» PROBLEM TO SOLVE
Go through the data and copy each line where the string "defaults" appears.

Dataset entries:

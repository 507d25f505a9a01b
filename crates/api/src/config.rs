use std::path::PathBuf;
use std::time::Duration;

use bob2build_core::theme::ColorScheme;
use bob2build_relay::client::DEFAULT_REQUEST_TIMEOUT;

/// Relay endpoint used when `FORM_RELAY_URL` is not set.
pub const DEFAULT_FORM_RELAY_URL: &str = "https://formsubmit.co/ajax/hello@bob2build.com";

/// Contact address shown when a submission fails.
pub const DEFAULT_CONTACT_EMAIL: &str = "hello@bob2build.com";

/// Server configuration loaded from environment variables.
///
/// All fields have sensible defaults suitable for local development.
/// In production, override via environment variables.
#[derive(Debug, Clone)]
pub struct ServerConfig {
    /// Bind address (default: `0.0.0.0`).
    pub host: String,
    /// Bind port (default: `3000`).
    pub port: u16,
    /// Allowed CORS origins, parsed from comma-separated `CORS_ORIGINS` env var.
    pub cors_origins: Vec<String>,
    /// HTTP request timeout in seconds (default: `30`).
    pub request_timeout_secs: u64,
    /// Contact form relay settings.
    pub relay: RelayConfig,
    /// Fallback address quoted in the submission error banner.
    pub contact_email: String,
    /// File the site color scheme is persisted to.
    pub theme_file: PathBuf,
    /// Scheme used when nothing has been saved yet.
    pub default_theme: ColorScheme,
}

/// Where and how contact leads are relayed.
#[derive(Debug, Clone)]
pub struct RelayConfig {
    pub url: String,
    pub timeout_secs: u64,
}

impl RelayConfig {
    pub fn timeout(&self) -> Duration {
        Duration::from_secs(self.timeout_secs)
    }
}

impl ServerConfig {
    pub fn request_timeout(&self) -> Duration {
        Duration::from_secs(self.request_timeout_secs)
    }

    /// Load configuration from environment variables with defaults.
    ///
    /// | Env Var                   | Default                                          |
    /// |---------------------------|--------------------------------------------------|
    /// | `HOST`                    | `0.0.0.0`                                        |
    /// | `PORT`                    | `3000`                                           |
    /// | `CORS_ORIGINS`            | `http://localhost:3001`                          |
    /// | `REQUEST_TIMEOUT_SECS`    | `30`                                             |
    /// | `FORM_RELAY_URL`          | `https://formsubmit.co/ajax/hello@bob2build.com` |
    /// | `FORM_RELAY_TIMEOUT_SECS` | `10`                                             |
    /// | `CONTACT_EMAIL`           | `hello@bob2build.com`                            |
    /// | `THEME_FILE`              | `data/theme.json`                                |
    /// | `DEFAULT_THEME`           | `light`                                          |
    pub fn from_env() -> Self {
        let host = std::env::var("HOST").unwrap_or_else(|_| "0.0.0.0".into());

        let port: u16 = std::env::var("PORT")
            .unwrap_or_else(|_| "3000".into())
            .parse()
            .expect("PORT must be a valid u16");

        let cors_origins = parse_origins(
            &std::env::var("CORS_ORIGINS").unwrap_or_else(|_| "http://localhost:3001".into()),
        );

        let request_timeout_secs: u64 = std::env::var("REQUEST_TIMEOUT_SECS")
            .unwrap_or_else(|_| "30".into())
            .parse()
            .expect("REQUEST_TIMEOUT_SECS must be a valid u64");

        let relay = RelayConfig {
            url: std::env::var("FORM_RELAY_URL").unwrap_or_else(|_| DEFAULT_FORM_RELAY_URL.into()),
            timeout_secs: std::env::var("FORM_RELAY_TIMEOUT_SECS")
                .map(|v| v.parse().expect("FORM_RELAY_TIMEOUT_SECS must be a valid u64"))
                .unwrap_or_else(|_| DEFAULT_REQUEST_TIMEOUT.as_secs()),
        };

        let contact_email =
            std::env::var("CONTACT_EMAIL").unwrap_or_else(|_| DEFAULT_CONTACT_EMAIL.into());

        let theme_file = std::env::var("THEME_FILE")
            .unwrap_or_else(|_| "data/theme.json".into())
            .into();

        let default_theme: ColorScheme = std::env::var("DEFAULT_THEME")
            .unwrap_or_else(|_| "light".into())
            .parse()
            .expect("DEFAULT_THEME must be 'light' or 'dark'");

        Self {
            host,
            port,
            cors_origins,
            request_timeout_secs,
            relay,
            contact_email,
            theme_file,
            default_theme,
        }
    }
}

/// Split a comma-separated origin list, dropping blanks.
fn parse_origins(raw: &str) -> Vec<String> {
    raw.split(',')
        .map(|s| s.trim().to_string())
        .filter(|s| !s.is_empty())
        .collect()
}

...

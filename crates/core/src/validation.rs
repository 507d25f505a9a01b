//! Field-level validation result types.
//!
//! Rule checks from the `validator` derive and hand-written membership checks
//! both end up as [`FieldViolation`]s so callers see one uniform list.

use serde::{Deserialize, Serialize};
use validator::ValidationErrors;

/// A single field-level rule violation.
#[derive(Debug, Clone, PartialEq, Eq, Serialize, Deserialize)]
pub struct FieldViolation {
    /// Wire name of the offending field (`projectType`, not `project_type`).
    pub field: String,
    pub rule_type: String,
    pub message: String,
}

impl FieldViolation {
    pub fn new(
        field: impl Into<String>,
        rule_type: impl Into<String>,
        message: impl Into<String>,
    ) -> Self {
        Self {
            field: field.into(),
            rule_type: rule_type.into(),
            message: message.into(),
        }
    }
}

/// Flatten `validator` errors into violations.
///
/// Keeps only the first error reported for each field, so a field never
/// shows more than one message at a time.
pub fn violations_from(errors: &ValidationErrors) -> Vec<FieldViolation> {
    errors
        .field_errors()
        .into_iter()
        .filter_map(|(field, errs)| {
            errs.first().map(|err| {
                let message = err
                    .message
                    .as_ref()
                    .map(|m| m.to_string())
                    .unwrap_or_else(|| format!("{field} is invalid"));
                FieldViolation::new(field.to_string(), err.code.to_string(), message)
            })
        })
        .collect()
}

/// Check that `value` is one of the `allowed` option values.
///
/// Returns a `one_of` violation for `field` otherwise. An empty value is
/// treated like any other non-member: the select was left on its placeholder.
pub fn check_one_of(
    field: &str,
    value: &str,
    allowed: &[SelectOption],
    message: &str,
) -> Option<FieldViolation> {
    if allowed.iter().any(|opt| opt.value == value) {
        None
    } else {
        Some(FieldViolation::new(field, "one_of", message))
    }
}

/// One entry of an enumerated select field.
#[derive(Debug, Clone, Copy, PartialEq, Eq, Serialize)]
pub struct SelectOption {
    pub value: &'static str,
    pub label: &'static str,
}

» WRITTEN ANSWER
/// All fields have sensible defaults suitable for local development.
    /// Load configuration from environment variables with defaults.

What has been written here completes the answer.